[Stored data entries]
++++++++++

//! IMAP command serialization and tagging.

use crate::types::{Flag, Uid};

/// Header fields requested for unseen messages.
pub const HEADER_FIELDS: &[&str] = &["FROM", "REPLY-TO", "SUBJECT", "MESSAGE-ID"];

/// IMAP command.
#[derive(Debug, Clone, PartialEq, Eq)]
pub enum Command {
    /// STARTTLS
    StartTls,
    /// LOGIN user password
    Login {
        /// Username
        username: String,
        /// Password
        password: String,
    },
    /// SELECT mailbox
    Select {
        /// Mailbox name
        mailbox: String,
    },
    /// UID SEARCH criteria (criteria is passed through verbatim)
    UidSearch {
        /// Search criteria, e.g. `UNSEEN`
        criteria: String,
    },
    /// UID FETCH set BODY.PEEK[HEADER.FIELDS (...)] with UID
    UidFetchHeaders {
        /// Messages to fetch
        uids: Vec<Uid>,
    },
    /// UID STORE set +FLAGS.SILENT (...)
    UidAddFlags {
        /// Messages to update
        uids: Vec<Uid>,
        /// Flags to add
        flags: Vec<Flag>,
    },
    /// LOGOUT
    Logout,
}

impl Command {
    /// Serializes the command with the given tag, including CRLF.
    #[must_use]
    pub fn serialize(&self, tag: &str) -> Vec<u8> {
        let mut buf = Vec::with_capacity(64);
        buf.extend_from_slice(tag.as_bytes());
        buf.push(b' ');

        match self {
            Self::StartTls => buf.extend_from_slice(b"STARTTLS"),
            Self::Login { username, password } => {
                buf.extend_from_slice(b"LOGIN ");
                write_astring(&mut buf, username);
                buf.push(b' ');
                write_astring(&mut buf, password);
            }
            Self::Select { mailbox } => {
                buf.extend_from_slice(b"SELECT ");
                write_astring(&mut buf, mailbox);
            }
            Self::UidSearch { criteria } => {
                buf.extend_from_slice(b"UID SEARCH ");
                buf.extend_from_slice(criteria.as_bytes());
            }
            Self::UidFetchHeaders { uids } => {
                buf.extend_from_slice(b"UID FETCH ");
                write_uid_set(&mut buf, uids);
                buf.extend_from_slice(b" (UID BODY.PEEK[HEADER.FIELDS (");
                buf.extend_from_slice(HEADER_FIELDS.join(" ").as_bytes());
                buf.extend_from_slice(b")])");
            }
            Self::UidAddFlags { uids, flags } => {
                buf.extend_from_slice(b"UID STORE ");
                write_uid_set(&mut buf, uids);
                buf.extend_from_slice(b" +FLAGS.SILENT (");
                let names: Vec<&str> = flags.iter().map(|f| f.as_str()).collect();
                buf.extend_from_slice(names.join(" ").as_bytes());
                buf.push(b')');
            }
            Self::Logout => buf.extend_from_slice(b"LOGOUT"),
        }

        buf.extend_from_slice(b"\r\n");
        buf
    }

    /// Returns true if the command carries credentials and must not be logged.
    #[must_use]
    pub const fn is_sensitive(&self) -> bool {
        matches!(self, Self::Login { .. })
    }
}

/// Writes an astring (atom or quoted string).
fn write_astring(buf: &mut Vec<u8>, s: &str) {
    if s.is_empty() || s.bytes().any(needs_quoting) {
        buf.push(b'"');
        for b in s.bytes() {
            if b == b'"' || b == b'\\' {
                buf.push(b'\\');
            }
            buf.push(b);
        }
        buf.push(b'"');
    } else {
        buf.extend_from_slice(s.as_bytes());
    }
}

const fn needs_quoting(b: u8) -> bool {
    matches!(
        b,
        b' ' | b'"' | b'\\' | b'(' | b')' | b'{' | b'%' | b'*' | b']'
    ) || b < 0x20
        || b >= 0x7F
}

/// Writes a comma-separated UID set, collapsing consecutive runs.
fn write_uid_set(buf: &mut Vec<u8>, uids: &[Uid]) {
    let mut sorted: Vec<u32> = uids.iter().map(|u| u.get()).collect();
    sorted.sort_unstable();
    sorted.dedup();

    let mut parts: Vec<String> = Vec::new();
    let mut iter = sorted.into_iter().peekable();
    while let Some(start) = iter.next() {
        let mut end = start;
        while iter.peek() == Some(&(end + 1)) {
            end += 1;
            iter.next();
        }
        if start == end {
            parts.push(start.to_string());
        } else {
            parts.push(format!("{start}:{end}"));
        }
    }
    buf.extend_from_slice(parts.join(",").as_bytes());
}

/// Tag generator for IMAP commands (`A0001`, `A0002`, ...).
#[derive(Debug, Clone)]
pub struct TagGenerator {
    counter: u32,
    prefix: char,
}

impl TagGenerator {
    /// Creates a new tag generator with the given prefix.
    #[must_use]
    pub const fn new(prefix: char) -> Self {
        Self { counter: 0, prefix }
    }

    /// Generates the next tag.
    pub fn next_tag(&mut self) -> String {
        self.counter = self.counter.wrapping_add(1);
        format!("{}{:04}", self.prefix, self.counter)
    }
}

impl Default for TagGenerator {
    fn default() -> Self {
        Self::new('A')
    }
}

#[cfg(test)]
#[allow(clippy::unwrap_used)]
mod tests {
    use super::*;

    fn uids(values: &[u32]) -> Vec<Uid> {
        values.iter().map(|v| Uid::new(*v).unwrap()).collect()
    }

    #[test]
    fn login_quotes_when_needed() {
        let cmd = Command::Login {
            username: "user@example.com".to_string(),
            password: "p a\"ss".to_string(),
        };
        assert_eq!(
            cmd.serialize("A0001"),
            b"A0001 LOGIN user@example.com \"p a\\\"ss\"\r\n"
        );
        assert!(cmd.is_sensitive());
    }

    #[test]
    fn fetch_headers_uses_peek() {
        let cmd = Command::UidFetchHeaders {
            uids: uids(&[3, 1, 2, 7]),
        };
        assert_eq!(
            String::from_utf8(cmd.serialize("A0002")).unwrap(),
            "A0002 UID FETCH 1:3,7 (UID BODY.PEEK[HEADER.FIELDS (FROM REPLY-TO SUBJECT MESSAGE-ID)])\r\n"
        );
    }

    #[test]
    fn store_adds_flags_silently() {
        let cmd = Command::UidAddFlags {
            uids: uids(&[42]),
            flags: vec![Flag::Seen, Flag::Flagged],
        };
        assert_eq!(
            cmd.serialize("A0003"),
            b"A0003 UID STORE 42 +FLAGS.SILENT (\\Seen \\Flagged)\r\n"
        );
    }

    #[test]
    fn tags_are_sequential() {
        let mut tags = TagGenerator::default();
        assert_eq!(tags.next_tag(), "A0001");
        assert_eq!(tags.next_tag(), "A0002");
    }
}
//! SMTP reply parser.

use crate::error::{Error, Result};
use crate::types::{Reply, ReplyCode};

/// Parses an SMTP reply from its response lines.
///
/// Replies can be single-line (`250 OK`) or multi-line
/// (`250-First`, `250-Second`, `250 Last`).
///
/// # Errors
///
/// Returns an error if the reply is malformed or the lines disagree on the
/// reply code.
pub fn parse_reply(lines: &[String]) -> Result<Reply> {
    let first = lines
        .first()
        .ok_or_else(|| Error::Protocol("Empty reply".into()))?;

    let code = parse_code(first)?;

    let mut message = Vec::with_capacity(lines.len());
    for line in lines {
        if parse_code(line)? != code {
            return Err(Error::Protocol(format!(
                "Reply code changed mid-reply: {line}"
            )));
        }
        match line.len() {
            3 => message.push(String::new()),
            n if n > 3 => message.push(line.get(4..).unwrap_or_default().to_string()),
            _ => return Err(Error::Protocol(format!("Malformed reply line: {line}"))),
        }
    }

    Ok(Reply::new(ReplyCode::new(code), message))
}

/// Checks if a line is the last line of a (possibly multi-line) reply.
#[must_use]
pub fn is_last_reply_line(line: &str) -> bool {
    line.len() == 3 || (line.len() >= 4 && line.as_bytes()[3] == b' ')
}

fn parse_code(line: &str) -> Result<u16> {
    line.get(0..3)
        .filter(|code| code.bytes().all(|b| b.is_ascii_digit()))
        .and_then(|code| code.parse::<u16>().ok())
        .ok_or_else(|| Error::Protocol(format!("Invalid reply line: {line}")))
}

#[cfg(test)]
#[allow(clippy::unwrap_used)]
mod tests {
    use super::*;

    #[test]
    fn single_line() {
        let reply = parse_reply(&["250 OK".to_string()]).unwrap();
        assert_eq!(reply.code, ReplyCode::OK);
        assert_eq!(reply.message, vec!["OK"]);
    }

    #[test]
    fn multi_line() {
        let lines = vec![
            "250-smtp.example.com".to_string(),
            "250-STARTTLS".to_string(),
            "250 AUTH PLAIN LOGIN".to_string(),
        ];
        let reply = parse_reply(&lines).unwrap();
        assert_eq!(
            reply.message,
            vec!["smtp.example.com", "STARTTLS", "AUTH PLAIN LOGIN"]
        );
    }

    #[test]
    fn bare_code() {
        let reply = parse_reply(&["354".to_string()]).unwrap();
        assert_eq!(reply.code, ReplyCode::START_DATA);
        assert_eq!(reply.message, vec![""]);
    }

    #[test]
    fn last_line_detection() {
        assert!(is_last_reply_line("250 OK"));
        assert!(is_last_reply_line("221"));
        assert!(!is_last_reply_line("250-PIPELINING"));
    }

    #[test]
    fn rejects_garbage() {
        assert!(parse_reply(&[]).is_err());
        assert!(parse_reply(&["25".to_string()]).is_err());
        assert!(parse_reply(&["ABC nope".to_string()]).is_err());
        assert!(parse_reply(&["250-a".to_string(), "550 b".to_string()]).is_err());
    }
}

++++++++++

* ASSIGNMENT *
Reproduce the entries above exactly, but only the lines between the line holding "buf.extend_from_slice(s.as_bytes());" and the line holding "sorted.sort_unstable();", inclusive.

* RESPONSE BELOW *
        buf.extend_from_slice(s.as_bytes());
    }
}

const fn needs_quoting(b: u8) -> bool {
    matches!(
        b,
        b' ' | b'"' | b'\\' | b'(' | b')' | b'{' | b'%' | b'*' | b']'
    ) || b < 0x20
        || b >= 0x7F
}

/// Writes a comma-separated UID set, collapsing consecutive runs.
fn write_uid_set(buf: &mut Vec<u8>, uids: &[Uid]) {
    let mut sorted: Vec<u32> = uids.iter().map(|u| u.get()).collect();
    sorted.sort_unstable();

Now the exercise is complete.